The lattice parameter of BCC tungsten is 3.165 Å. Thus, the number of tungsten atoms/cm³ is
$\frac{W \ atoms}{cm³} = \frac{2 \ atoms/cell}{(3.165 × 10^{-8} \ cm)³/cell} = 6.3 × 10^{22}$
In the tungsten-1 at% thorium alloy, the number of thorium atoms is
$c_{Th} = (0.01)(6.3  × 10^{22}) = 6.3 × 10^{20} \ \frac{Th \ atoms}{cm^3}$
In the pure tungsten, the number of thorium atoms is zero. Thus, the concentration gradient is
$\frac{Δc}{Δx} = \frac{0 \ – \ 6.3 × 10^{20} \ \frac{Th \ atoms}{cm^3}}{0.01 \ cm}=-6.3 × 10^{22} \ \frac{Th \ atoms}{cm^3  ⋅  cm}$
a.
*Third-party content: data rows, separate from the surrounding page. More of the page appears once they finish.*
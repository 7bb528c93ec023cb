//! Agent Hub: the server side of persistent agent connections. Owns the
//! *transient* per-replica connection table; durable agent state lives in
//! the `Store`, and cross-replica routing hints live in the `Registry`.
//!
//! Connection state is tracked in per-replica `DashMap`s with an
//! outbound-queue-per-connection pattern: a bounded channel per agent so
//! backpressure is observable instead of the queue growing without limit.

use std::time::Duration;

use chrono::Utc;
use dashmap::DashMap;
use streamspace_protocol::{HubMessage, PlatformKind};
use thiserror::Error;
use tokio::sync::mpsc;
use tokio::time::timeout;
use tracing::warn;

use crate::bus::{BusError, ReplicaBus};
use crate::db::Store;
use crate::registry::Registry;

/// Per-agent outbound mailbox. `send_to_agent` treats a full queue past
/// the send deadline as `closed`, the same way the caller treats a
/// network error.
pub type AgentTx = mpsc::Sender<HubMessage>;

struct LocalAgentConn {
    tx: AgentTx,
}

#[derive(Debug, Clone, Copy, PartialEq, Eq)]
pub enum SendOutcome {
    Delivered,
    NoRoute,
    Closed,
}

#[derive(Debug, Error)]
pub enum SendError {
    #[error("store error: {0}")]
    Store(#[from] crate::db::StoreError),
}

pub struct AgentHub {
    replica_identity: String,
    store: std::sync::Arc<dyn Store>,
    registry: std::sync::Arc<Registry>,
    bus: std::sync::Arc<dyn ReplicaBus>,
    local: DashMap<String, LocalAgentConn>,
    send_deadline: Duration,
    registry_ttl: chrono::Duration,
}

impl AgentHub {
    pub fn new(
        replica_identity: String,
        store: std::sync::Arc<dyn Store>,
        registry: std::sync::Arc<Registry>,
        bus: std::sync::Arc<dyn ReplicaBus>,
        send_deadline: Duration,
        registry_ttl: chrono::Duration,
    ) -> Self {
        Self {
            replica_identity,
            store,
            registry,
            bus,
            local: DashMap::new(),
            send_deadline,
            registry_ttl,
        }
    }

    pub fn replica_identity(&self) -> &str {
        &self.replica_identity
    }

    /// Registers an agent connection. Rejects only when the agent is bound
    /// to a different, still-fresh replica; accepts and (re)binds
    /// otherwise, including reconnects of the same agent to this same
    /// replica.
    pub async fn register(
        &self,
        identity: &str,
        platform_kind: PlatformKind,
    ) -> Result<bool, SendError> {
        let now = Utc::now();
        if self
            .registry
            .is_bound_fresh_elsewhere(identity, &self.replica_identity, now, self.registry_ttl)
        {
            return Ok(false);
        }
        let accepted = self
            .store
            .upsert_agent_registration(identity, platform_kind, &self.replica_identity, now, self.registry_ttl)
            .await?;
        if accepted {
            self.registry.bind(identity, &self.replica_identity, now);
        }
        Ok(accepted)
    }

    /// Called by the connection task once the socket is open and the
    /// reader/writer pair is spawned.
    pub fn attach_local(&self, identity: &str, tx: AgentTx) {
        self.local.insert(identity.to_string(), LocalAgentConn { tx });
    }

    /// Called on disconnect. Does not touch the `Store` row — liveness is
    /// the sweeper's job, based on `last_heartbeat`, so a brief reconnect
    /// race does not spuriously flip an agent offline.
    pub fn detach_local(&self, identity: &str) {
        self.local.remove(identity);
    }

    pub fn is_local(&self, identity: &str) -> bool {
        self.local.contains_key(identity)
    }

    /// Delivers a message to an agent. Local delivery applies backpressure
    /// via `send_deadline`; remote delivery forwards over the replica bus.
    pub async fn send_to_agent(&self, identity: &str, message: HubMessage) -> SendOutcome {
        if let Some(conn) = self.local.get(identity) {
            return match timeout(self.send_deadline, conn.tx.send(message)).await {
                Ok(Ok(())) => SendOutcome::Delivered,
                Ok(Err(_)) => SendOutcome::Closed,
                Err(_) => SendOutcome::Closed,
            };
        }

        let now = Utc::now();
        match self.registry.lookup(identity, now, self.registry_ttl) {
            Some(owning_replica) if owning_replica == self.replica_identity => {
                // Registry says we own it but the local table disagrees:
                // a connection just dropped. Treat as no-route; the
                // sweeper or the agent's own reconnect will resolve it.
                SendOutcome::NoRoute
            }
            Some(owning_replica) => match self.bus.forward(&owning_replica, identity, message).await {
                Ok(()) => SendOutcome::Delivered,
                Err(BusError::NoRoute(_)) => SendOutcome::NoRoute,
                Err(BusError::Rejected(_)) => SendOutcome::Closed,
            },
            None => SendOutcome::NoRoute,
        }
    }

    /// Broadcasts a session update to a set of subscribers: not on the hot
    /// path, so a lookup failure for any one subscriber never blocks the
    /// others.
    pub async fn broadcast_session_update(&self, subscriber_identities: &[String], event: HubMessage) {
        for identity in subscriber_identities {
            let _ = self.send_to_agent(identity, event.clone()).await;
        }
    }
}

/// Liveness sweeper: periodically flips stale online agents to offline,
/// clears the registry binding, and detaches
/// any local connection table entry (the socket itself is closed by its
/// own reader/writer task when it next tries to use a cleared channel).
pub fn spawn_sweeper(
    hub: std::sync::Arc<AgentHub>,
    store: std::sync::Arc<dyn Store>,
    registry: std::sync::Arc<Registry>,
    heartbeat_interval: Duration,
    registry_ttl: chrono::Duration,
) -> tokio::task::JoinHandle<()> {
    tokio::spawn(async move {
        let mut ticker = tokio::time::interval(heartbeat_interval);
        loop {
            ticker.tick().await;
            let now = Utc::now();
            match store.list_stale_online_agents(now, registry_ttl).await {
                Ok(stale) => {
                    for agent in stale {
                        warn!(agent = %agent.identity, "sweeper marking agent offline: stale heartbeat");
                        if let Err(e) = store.mark_agent_offline(&agent.identity).await {
                            warn!(agent = %agent.identity, error = %e, "failed to mark agent offline");
                            continue;
                        }
                        registry.remove(&agent.identity);
                        hub.detach_local(&agent.identity);
                    }
                }
                Err(e) => warn!(error = %e, "sweeper failed to list stale agents"),
            }
        }
    })
}

#[cfg(test)]
mod tests {
    use super::*;
    use crate::bus::NoopBus;
    use crate::db::mem_store::MemStore;
    use crate::db::models::AgentOnlineStatus;

    fn hub() -> std::sync::Arc<AgentHub> {
        let store = MemStore::new();
        std::sync::Arc::new(AgentHub::new(
            "replica-a".into(),
            store,
            std::sync::Arc::new(Registry::new()),
            std::sync::Arc::new(NoopBus),
            Duration::from_millis(200),
            chrono::Duration::seconds(90),
        ))
    }

    #[tokio::test]
    async fn send_to_unregistered_agent_is_no_route() {
        let hub = hub();
        let outcome = hub
            .send_to_agent("ghost", HubMessage::Ping { nonce: "n".into() })
            .await;
        assert_eq!(outcome, SendOutcome::NoRoute);
    }

    #[tokio::test]
    async fn send_to_local_agent_delivers() {
        let hub = hub();
        let (tx, mut rx) = mpsc::channel(8);
        hub.attach_local("agent-1", tx);
        let outcome = hub
            .send_to_agent("agent-1", HubMessage::Ping { nonce: "n".into() })
            .await;
        assert_eq!(outcome, SendOutcome::Delivered);
        assert!(rx.recv().await.is_some());
    }

    #[tokio::test]
    async fn send_to_full_queue_past_deadline_is_closed() {
        let hub = hub();
        let (tx, _rx) = mpsc::channel(1);
        // Fill the one slot; the channel itself is never drained, so the
        // next send must block until the deadline and report `closed`.
        tx.try_send(HubMessage::Ping { nonce: "fill".into() }).unwrap();
        hub.attach_local("agent-1", tx);
        let outcome = hub
            .send_to_agent("agent-1", HubMessage::Ping { nonce: "n".into() })
            .await;
        assert_eq!(outcome, SendOutcome::Closed);
    }

    #[tokio::test]
    async fn register_rejects_when_bound_fresh_on_another_replica() {
        let store = MemStore::new();
        let registry = std::sync::Arc::new(Registry::new());
        registry.bind("agent-1", "replica-other", Utc::now());
        let hub = AgentHub::new(
            "replica-a".into(),
            store.clone(),
            registry,
            std::sync::Arc::new(NoopBus),
            Duration::from_millis(200),
            chrono::Duration::seconds(90),
        );
        let accepted = hub.register("agent-1", PlatformKind::Other).await.unwrap();
        assert!(!accepted);
    }

    #[tokio::test]
    async fn register_accepts_fresh_agent_and_binds_registry() {
        let store = MemStore::new();
        let registry = std::sync::Arc::new(Registry::new());
        let hub = AgentHub::new(
            "replica-a".into(),
            store.clone(),
            registry.clone(),
            std::sync::Arc::new(NoopBus),
            Duration::from_millis(200),
            chrono::Duration::seconds(90),
        );
        let accepted = hub.register("agent-1", PlatformKind::DockerHost).await.unwrap();
        assert!(accepted);
        let agent = store.get_agent("agent-1").await.unwrap().unwrap();
        assert_eq!(agent.status, AgentOnlineStatus::Online);
        assert_eq!(registry.lookup("agent-1", Utc::now(), chrono::Duration::seconds(90)), Some("replica-a".into()));
    }
}
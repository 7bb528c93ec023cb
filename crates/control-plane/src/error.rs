//! Error taxonomy for the control plane.
//!
//! Each component keeps its own precise error enum (`dispatcher::DispatchError`,
//! `hub::SendError`, `selector::SelectError`) and converts into `AppError`
//! only at the boundary that needs the coarser taxonomy — typically the
//! REST handlers.

use axum::http::StatusCode;
use axum::response::{IntoResponse, Response};
use axum::Json;
use serde_json::json;

/// The REST-boundary error categories: Validation, Routing, Transport,
/// Contract violation, Fatal. `Fatal` is not a variant here — it only
/// happens at startup and is handled as a top-level `anyhow::Result` in
/// `main`, never surfaced through this type.
#[derive(Debug, thiserror::Error)]
pub enum AppError {
    #[error("validation: {0}")]
    Validation(String),

    #[error("no online agents available")]
    NoAgentsAvailable,

    #[error("session not found: {0}")]
    SessionNotFound(String),

    #[error("session {0} is not in running phase")]
    SessionNotRunning(String),

    #[error("routing: {0}")]
    Routing(String),

    #[error("transport: {0}")]
    Transport(String),

    #[error("database error: {0}")]
    Database(#[from] sqlx::Error),

    #[error("store error: {0}")]
    Store(#[from] crate::db::StoreError),
}

impl From<crate::session::SessionError> for AppError {
    fn from(e: crate::session::SessionError) -> Self {
        use crate::session::SessionError as S;
        match e {
            S::NoAgentsAvailable => AppError::NoAgentsAvailable,
            S::NotFound(id) => AppError::SessionNotFound(id),
            S::Terminal(id) => AppError::SessionNotRunning(id),
            S::AlreadyInFlight(id) => AppError::Validation(format!(
                "session {id} already has a desired-state change in flight"
            )),
            S::QuotaExceeded(owner) => {
                AppError::Validation(format!("owner {owner} is over quota"))
            }
            S::Store(e) => AppError::Store(e),
            S::Dispatch(e) => AppError::Validation(e.to_string()),
        }
    }
}

impl IntoResponse for AppError {
    fn into_response(self) -> Response {
        let (status, message) = match &self {
            AppError::Validation(msg) => (StatusCode::BAD_REQUEST, msg.clone()),
            AppError::NoAgentsAvailable => (
                StatusCode::SERVICE_UNAVAILABLE,
                "No online agents available".to_string(),
            ),
            AppError::SessionNotFound(id) => {
                (StatusCode::NOT_FOUND, format!("session not found: {id}"))
            }
            AppError::SessionNotRunning(id) => (
                StatusCode::CONFLICT,
                format!("session {id} is not running"),
            ),
            AppError::Routing(msg) => (StatusCode::SERVICE_UNAVAILABLE, msg.clone()),
            AppError::Transport(msg) => (StatusCode::BAD_GATEWAY, msg.clone()),
            AppError::Database(e) => {
                tracing::error!(error = %e, "database error surfaced to REST boundary");
                (
                    StatusCode::INTERNAL_SERVER_ERROR,
                    "internal error".to_string(),
                )
            }
            AppError::Store(e) => {
                tracing::error!(error = %e, "store error surfaced to REST boundary");
                (
                    StatusCode::INTERNAL_SERVER_ERROR,
                    "internal error".to_string(),
                )
            }
        };
        (status, Json(json!({ "error": message }))).into_response()
    }
}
Volume diffusion
$D = 1.0 \ \frac{cm^2}{s} \exp [ \frac{-120,000 \ \frac{cal}{mol}}{(1.987 \ \frac{cal}{mol  ⋅  K})(2273 \ K)}] = 2.89 × 10^{-12}  cm^2 /s$
$J = -D \frac{Δc}{Δx}=-(2.89 × 10^{-12} \ \frac{cm^2}{s})(-6.3 × 10^{22} \ \frac{Th \ atoms}{cm^3  ⋅  cm})$
$= 1.82 × 10^{11} \ \frac{Th \ atoms}{cm^2  ⋅  s}$
b. Grain boundary diffusion
$D = 0.74 \ \frac{cm^2}{s} \exp [ \frac{-90,000 \ \frac{cal}{mol}}{(1.987 \ \frac{cal}{mol  ⋅  K})(2273 \ K)}] = 1.64 × 10^{-9}  cm^2 /s$
$J =-(1.64 × 10^{-9} \ \frac{cm^2}{s})(-6.3 × 10^{22} \ \frac{Th \ atoms}{cm^3  ⋅  cm})=1.03 × 10^{14} \ \frac{Th \ atoms}{cm^2  ⋅  s}$
c. Surface diffusion
$D = 0.47 \ \frac{cm^2}{s} \exp [ \frac{-66,400 \ \frac{cal}{mol}}{(1.987 \ \frac{cal}{mol  ⋅  K})(2273 \ K)}] = 1.94 × 10^{-7}  cm^2 /s$
$J =-(1.94 × 10^{-7} \ \frac{cm^2}{s})(-6.3 × 10^{22} \ \frac{Th \ atoms}{cm^3  ⋅  cm})=1.22 × 10^{16} \ \frac{Th \ atoms}{cm^2  ⋅  s}$